Extracted records:
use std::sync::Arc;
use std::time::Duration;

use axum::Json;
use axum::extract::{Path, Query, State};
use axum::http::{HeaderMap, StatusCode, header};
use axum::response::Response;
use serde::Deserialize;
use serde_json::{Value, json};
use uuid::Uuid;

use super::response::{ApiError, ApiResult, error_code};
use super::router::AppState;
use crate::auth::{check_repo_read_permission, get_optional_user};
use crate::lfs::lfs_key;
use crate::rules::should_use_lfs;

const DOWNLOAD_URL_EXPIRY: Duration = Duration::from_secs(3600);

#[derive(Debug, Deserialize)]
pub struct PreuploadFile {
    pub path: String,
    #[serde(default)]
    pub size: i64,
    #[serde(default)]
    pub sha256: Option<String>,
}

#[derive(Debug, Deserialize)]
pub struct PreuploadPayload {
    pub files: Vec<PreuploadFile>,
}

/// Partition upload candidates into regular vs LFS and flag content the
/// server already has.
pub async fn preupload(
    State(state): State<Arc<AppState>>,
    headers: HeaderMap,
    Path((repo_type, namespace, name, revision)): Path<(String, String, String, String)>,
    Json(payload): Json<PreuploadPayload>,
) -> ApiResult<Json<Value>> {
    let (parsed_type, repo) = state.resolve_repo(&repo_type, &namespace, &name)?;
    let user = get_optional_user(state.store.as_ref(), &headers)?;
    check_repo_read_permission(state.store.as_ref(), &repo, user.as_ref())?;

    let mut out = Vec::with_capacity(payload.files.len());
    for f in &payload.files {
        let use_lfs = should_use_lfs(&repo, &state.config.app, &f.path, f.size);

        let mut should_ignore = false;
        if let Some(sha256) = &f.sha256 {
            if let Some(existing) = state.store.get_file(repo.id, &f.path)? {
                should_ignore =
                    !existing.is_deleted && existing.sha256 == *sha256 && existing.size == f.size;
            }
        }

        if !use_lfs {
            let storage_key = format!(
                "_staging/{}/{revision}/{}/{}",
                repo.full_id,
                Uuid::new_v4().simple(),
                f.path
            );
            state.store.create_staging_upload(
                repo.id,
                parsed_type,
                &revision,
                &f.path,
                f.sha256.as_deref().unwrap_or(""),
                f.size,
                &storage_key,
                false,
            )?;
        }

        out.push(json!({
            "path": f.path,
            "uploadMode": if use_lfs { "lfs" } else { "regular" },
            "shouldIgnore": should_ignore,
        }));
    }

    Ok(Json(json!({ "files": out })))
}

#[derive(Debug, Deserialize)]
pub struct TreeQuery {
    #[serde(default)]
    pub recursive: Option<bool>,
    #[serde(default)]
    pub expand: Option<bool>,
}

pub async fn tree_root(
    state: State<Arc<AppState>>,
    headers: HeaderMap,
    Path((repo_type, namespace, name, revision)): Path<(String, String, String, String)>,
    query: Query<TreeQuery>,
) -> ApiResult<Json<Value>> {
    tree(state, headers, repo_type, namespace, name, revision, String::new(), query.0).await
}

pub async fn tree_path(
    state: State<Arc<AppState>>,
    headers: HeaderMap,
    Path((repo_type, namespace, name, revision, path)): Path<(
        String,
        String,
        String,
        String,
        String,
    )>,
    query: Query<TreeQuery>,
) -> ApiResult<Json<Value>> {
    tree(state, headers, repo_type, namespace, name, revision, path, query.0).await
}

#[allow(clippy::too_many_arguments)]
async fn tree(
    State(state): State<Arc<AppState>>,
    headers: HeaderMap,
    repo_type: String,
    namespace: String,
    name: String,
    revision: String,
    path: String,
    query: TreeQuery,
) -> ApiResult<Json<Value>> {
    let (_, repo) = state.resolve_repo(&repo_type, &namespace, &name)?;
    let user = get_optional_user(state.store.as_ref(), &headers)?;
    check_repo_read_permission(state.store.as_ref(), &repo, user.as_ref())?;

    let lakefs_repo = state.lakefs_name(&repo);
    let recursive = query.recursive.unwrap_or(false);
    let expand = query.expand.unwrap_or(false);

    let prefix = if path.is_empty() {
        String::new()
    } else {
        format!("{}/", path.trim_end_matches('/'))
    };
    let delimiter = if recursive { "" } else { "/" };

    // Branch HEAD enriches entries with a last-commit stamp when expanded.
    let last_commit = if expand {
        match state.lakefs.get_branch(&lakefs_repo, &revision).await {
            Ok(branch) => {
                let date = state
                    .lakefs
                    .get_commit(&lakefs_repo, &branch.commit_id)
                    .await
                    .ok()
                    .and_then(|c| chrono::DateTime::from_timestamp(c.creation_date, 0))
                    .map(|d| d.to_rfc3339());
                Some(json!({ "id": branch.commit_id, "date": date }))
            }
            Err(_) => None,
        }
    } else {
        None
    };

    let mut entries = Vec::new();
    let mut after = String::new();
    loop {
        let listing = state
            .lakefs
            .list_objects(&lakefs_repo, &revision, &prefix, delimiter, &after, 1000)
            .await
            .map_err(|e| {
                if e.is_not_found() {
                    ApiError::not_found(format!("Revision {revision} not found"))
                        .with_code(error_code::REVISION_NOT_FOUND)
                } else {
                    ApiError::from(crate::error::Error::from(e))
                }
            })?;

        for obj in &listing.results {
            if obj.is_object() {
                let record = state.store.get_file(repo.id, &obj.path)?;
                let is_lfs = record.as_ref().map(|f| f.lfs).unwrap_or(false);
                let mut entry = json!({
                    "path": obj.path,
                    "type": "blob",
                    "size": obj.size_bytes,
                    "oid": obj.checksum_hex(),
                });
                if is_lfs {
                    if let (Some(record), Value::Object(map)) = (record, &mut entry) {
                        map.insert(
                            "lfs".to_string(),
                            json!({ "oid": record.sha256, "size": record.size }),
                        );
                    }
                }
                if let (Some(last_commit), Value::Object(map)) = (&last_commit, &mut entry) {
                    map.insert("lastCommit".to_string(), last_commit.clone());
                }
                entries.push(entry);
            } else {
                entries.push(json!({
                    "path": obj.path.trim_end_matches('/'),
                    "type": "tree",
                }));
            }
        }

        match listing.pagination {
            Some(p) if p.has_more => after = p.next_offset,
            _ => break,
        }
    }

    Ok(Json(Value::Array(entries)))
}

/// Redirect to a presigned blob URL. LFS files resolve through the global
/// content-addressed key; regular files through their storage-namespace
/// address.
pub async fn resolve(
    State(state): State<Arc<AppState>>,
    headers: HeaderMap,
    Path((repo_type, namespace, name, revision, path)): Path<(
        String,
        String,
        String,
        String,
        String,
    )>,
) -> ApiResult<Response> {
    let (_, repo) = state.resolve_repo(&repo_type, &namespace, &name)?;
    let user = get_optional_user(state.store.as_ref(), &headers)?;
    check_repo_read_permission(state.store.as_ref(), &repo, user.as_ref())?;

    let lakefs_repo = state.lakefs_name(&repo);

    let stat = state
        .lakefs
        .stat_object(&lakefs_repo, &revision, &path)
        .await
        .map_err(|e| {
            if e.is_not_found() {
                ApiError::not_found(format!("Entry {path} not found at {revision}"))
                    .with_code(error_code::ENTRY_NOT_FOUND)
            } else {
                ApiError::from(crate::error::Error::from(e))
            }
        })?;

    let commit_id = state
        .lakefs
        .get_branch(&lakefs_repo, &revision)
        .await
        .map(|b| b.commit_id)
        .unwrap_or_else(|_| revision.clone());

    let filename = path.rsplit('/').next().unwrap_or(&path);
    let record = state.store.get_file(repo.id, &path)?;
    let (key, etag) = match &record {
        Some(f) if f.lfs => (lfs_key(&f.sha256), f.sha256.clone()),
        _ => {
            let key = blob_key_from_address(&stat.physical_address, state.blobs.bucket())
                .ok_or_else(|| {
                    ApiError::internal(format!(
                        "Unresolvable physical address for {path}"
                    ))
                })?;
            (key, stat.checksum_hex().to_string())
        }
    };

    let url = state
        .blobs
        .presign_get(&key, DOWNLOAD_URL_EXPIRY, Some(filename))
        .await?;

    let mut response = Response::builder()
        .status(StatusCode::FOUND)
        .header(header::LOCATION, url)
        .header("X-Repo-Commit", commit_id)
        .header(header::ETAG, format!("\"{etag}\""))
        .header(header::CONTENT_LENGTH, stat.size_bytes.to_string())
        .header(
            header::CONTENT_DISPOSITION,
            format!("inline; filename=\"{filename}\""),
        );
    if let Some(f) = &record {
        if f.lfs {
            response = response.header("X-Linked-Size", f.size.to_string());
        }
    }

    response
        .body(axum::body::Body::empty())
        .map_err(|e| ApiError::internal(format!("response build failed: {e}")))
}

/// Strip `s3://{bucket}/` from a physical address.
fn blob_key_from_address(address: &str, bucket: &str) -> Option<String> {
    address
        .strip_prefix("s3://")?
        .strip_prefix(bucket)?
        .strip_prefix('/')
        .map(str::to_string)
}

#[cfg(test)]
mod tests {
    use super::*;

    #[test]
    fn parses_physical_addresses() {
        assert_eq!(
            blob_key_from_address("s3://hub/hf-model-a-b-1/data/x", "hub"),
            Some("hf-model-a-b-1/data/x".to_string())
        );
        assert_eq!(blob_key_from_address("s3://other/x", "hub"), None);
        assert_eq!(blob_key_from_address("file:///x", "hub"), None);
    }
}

### About this task:
Check each line of the entries above for the word "data". List the ones that have it.

### Answer section:
            blob_key_from_address("s3://hub/hf-model-a-b-1/data/x", "hub"),
            Some("hf-model-a-b-1/data/x".to_string())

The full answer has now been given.